• [Data excerpts]
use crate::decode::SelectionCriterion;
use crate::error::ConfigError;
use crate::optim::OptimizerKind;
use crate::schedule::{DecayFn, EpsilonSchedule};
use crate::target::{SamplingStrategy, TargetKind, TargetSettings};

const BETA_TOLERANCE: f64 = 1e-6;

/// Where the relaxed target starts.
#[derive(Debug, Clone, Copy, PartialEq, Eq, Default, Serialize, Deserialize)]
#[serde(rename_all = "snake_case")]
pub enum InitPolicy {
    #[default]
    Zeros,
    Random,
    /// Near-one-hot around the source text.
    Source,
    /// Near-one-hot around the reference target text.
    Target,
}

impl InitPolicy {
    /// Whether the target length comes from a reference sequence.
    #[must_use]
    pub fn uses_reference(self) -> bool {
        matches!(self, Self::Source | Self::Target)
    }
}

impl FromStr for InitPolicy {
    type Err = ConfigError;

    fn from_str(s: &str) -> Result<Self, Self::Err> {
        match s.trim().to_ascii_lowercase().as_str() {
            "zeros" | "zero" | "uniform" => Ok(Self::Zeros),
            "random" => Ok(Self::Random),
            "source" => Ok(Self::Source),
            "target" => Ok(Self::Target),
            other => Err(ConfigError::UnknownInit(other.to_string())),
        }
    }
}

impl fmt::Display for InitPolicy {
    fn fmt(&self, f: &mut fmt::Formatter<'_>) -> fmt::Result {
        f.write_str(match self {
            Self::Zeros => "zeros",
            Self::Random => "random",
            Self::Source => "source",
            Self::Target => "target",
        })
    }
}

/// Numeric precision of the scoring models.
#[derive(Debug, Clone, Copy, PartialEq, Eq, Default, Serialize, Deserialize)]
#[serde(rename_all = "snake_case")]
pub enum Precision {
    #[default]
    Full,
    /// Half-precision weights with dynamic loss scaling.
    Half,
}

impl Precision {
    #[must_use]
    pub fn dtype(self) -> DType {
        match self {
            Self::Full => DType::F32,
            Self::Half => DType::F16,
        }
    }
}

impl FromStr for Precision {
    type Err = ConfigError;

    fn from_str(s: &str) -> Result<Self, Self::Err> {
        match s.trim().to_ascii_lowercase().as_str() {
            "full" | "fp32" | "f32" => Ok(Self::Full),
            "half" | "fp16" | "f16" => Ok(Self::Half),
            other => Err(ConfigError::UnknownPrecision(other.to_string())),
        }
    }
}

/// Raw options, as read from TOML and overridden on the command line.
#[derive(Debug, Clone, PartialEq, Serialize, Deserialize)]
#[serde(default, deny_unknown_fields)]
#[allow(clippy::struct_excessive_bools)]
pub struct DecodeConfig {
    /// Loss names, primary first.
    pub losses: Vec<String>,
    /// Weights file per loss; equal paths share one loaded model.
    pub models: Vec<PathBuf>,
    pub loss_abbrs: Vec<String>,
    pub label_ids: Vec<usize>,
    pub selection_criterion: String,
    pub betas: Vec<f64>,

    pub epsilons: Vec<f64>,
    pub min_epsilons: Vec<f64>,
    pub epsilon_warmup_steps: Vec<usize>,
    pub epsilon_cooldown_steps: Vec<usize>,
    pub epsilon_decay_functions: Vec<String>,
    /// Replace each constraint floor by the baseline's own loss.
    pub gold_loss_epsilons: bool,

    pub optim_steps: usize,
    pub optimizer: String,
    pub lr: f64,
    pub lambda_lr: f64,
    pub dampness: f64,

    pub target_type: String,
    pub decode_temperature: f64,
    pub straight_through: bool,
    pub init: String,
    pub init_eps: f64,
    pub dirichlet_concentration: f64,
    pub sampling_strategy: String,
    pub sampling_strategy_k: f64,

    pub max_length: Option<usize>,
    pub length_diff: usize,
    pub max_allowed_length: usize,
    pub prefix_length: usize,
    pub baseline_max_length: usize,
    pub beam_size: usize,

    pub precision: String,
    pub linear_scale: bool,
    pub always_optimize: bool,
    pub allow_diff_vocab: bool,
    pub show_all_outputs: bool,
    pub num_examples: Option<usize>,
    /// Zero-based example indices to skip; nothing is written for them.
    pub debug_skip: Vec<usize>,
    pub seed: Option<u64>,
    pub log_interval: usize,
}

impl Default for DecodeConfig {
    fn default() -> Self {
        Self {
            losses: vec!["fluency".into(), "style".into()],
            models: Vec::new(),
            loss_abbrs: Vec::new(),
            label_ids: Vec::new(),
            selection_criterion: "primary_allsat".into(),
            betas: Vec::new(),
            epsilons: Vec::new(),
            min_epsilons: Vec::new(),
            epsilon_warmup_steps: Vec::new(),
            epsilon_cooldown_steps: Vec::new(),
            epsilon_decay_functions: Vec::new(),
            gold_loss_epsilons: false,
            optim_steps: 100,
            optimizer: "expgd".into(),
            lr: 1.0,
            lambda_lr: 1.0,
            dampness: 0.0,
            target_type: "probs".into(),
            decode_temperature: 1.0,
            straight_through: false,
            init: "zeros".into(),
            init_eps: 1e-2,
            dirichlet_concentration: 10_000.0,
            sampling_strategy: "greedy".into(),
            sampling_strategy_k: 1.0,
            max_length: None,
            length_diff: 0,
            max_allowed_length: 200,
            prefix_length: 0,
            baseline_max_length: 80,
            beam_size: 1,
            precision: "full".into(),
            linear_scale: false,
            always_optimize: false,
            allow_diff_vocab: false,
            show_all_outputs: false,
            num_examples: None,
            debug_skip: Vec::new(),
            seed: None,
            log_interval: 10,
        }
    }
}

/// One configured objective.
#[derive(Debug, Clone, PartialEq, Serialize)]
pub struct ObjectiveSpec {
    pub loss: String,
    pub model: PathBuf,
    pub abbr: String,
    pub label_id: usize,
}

==

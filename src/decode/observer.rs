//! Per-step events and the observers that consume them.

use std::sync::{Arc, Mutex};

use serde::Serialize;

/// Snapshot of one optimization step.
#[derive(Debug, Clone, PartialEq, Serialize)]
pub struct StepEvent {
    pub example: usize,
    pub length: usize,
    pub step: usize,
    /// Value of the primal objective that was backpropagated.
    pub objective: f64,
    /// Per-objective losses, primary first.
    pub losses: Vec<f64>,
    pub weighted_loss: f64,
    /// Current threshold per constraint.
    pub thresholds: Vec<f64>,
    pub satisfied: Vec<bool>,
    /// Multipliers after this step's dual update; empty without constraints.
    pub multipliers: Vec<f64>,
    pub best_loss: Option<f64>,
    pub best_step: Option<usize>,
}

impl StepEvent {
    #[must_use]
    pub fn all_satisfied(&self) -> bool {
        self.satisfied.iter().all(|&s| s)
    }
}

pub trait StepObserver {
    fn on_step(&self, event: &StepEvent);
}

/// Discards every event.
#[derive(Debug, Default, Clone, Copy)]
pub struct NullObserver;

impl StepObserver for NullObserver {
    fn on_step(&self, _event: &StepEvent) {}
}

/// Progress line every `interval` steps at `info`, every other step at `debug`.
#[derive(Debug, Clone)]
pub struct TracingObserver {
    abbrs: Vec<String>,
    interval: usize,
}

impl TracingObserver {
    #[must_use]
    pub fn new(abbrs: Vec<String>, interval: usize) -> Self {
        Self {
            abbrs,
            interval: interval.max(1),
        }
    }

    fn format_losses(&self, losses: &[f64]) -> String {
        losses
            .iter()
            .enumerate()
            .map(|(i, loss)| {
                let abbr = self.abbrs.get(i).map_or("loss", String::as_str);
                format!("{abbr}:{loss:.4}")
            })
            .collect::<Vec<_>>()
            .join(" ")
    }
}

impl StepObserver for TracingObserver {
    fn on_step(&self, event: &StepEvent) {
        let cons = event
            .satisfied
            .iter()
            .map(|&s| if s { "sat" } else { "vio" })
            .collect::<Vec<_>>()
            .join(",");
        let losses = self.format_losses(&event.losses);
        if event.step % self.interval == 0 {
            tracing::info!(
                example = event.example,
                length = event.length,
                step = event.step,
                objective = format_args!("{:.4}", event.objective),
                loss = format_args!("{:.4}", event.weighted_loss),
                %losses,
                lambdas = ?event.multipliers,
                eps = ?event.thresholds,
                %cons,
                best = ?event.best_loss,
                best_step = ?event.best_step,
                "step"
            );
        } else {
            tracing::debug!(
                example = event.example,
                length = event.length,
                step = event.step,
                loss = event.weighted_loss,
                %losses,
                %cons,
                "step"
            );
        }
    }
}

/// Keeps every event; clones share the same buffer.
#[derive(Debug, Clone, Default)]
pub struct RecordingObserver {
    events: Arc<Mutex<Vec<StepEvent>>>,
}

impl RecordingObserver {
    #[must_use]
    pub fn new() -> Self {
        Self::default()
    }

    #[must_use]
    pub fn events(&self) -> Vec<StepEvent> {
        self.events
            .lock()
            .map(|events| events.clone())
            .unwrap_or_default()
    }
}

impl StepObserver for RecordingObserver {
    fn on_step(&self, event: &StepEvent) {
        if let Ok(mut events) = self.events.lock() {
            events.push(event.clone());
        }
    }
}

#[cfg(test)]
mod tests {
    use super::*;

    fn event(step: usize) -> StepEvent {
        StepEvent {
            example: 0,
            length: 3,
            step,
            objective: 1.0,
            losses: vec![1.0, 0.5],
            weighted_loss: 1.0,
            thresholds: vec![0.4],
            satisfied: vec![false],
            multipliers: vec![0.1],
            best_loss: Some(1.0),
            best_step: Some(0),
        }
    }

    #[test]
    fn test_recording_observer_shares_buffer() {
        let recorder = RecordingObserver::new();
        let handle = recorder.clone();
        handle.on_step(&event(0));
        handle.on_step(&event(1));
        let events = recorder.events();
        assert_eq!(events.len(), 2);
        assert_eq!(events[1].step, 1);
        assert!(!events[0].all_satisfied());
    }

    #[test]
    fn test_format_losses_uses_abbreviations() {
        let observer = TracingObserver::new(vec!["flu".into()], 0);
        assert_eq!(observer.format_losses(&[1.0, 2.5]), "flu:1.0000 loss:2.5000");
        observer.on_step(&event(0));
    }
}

---

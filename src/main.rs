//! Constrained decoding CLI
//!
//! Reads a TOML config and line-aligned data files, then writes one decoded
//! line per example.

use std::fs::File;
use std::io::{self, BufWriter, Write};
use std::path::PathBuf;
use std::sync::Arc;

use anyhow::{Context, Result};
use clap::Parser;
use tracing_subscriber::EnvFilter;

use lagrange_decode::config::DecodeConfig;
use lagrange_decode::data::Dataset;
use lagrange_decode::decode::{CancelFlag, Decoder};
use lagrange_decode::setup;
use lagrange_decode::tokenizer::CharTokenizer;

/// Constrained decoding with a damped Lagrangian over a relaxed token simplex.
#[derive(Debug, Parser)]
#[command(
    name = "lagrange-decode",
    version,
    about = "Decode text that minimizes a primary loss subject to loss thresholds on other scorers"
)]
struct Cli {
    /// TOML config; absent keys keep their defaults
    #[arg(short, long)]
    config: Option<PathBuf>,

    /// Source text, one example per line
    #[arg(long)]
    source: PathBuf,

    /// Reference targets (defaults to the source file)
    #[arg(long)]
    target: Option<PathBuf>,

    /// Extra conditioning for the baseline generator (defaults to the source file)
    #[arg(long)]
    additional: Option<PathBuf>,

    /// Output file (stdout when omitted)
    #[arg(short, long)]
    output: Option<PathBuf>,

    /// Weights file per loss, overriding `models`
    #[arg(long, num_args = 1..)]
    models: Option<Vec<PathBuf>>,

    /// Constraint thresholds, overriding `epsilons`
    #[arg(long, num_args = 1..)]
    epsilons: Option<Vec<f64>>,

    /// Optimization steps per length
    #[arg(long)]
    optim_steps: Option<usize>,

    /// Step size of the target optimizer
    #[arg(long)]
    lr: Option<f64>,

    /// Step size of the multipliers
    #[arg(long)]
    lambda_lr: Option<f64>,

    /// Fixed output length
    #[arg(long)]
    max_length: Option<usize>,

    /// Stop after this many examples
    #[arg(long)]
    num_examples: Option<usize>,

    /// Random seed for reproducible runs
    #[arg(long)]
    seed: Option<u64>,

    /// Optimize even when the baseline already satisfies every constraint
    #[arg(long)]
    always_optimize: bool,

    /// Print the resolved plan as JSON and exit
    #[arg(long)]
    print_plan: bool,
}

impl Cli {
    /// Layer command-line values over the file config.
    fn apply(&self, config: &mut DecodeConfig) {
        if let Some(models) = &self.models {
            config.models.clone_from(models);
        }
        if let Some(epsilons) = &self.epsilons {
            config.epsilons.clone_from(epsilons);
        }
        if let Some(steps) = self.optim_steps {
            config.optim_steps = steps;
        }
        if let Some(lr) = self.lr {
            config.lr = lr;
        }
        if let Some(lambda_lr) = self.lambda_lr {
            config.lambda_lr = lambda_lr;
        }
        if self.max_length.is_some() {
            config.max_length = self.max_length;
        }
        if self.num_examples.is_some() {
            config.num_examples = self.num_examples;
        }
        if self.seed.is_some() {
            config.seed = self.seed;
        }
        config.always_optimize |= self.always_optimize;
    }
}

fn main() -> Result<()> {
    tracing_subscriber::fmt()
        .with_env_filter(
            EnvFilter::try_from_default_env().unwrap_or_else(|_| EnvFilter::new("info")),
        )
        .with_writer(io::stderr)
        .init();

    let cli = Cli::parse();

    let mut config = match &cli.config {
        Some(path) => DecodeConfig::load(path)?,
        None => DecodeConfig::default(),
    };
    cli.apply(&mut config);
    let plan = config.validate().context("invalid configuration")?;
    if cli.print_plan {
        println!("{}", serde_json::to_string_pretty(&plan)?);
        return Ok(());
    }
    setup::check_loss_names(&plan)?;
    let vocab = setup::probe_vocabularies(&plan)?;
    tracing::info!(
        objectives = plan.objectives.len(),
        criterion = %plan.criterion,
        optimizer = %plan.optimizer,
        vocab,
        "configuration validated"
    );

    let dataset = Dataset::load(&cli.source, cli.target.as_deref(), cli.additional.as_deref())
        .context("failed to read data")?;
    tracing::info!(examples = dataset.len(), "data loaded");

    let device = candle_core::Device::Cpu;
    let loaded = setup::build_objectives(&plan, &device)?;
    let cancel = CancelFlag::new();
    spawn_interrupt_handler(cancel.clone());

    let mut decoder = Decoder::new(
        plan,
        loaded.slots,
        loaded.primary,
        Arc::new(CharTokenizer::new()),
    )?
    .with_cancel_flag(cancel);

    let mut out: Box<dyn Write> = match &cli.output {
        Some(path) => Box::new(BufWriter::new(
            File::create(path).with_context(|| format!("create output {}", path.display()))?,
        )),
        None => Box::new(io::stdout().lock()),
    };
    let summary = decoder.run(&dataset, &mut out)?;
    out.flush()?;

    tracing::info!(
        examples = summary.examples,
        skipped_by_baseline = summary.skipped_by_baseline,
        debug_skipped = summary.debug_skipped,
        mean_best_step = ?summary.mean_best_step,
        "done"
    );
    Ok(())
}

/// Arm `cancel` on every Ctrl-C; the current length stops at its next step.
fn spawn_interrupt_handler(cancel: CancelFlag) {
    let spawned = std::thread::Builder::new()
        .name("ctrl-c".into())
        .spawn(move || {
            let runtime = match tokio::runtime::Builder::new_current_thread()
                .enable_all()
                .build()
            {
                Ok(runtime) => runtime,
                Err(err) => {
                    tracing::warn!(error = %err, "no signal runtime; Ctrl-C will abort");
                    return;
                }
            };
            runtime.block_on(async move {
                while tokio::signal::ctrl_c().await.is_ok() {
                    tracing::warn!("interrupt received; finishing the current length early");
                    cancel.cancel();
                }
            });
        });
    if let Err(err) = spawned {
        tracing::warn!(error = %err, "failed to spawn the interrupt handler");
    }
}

• [Exercise description]
Within the records above, each line containing "models" is to be returned.

• [Task solution]
/// Numeric precision of the scoring models.
    pub models: Vec<PathBuf>,
            models: Vec::new(),
    /// Weights file per loss, overriding `models`
    models: Option<Vec<PathBuf>>,
        if let Some(models) = &self.models {
            config.models.clone_from(models);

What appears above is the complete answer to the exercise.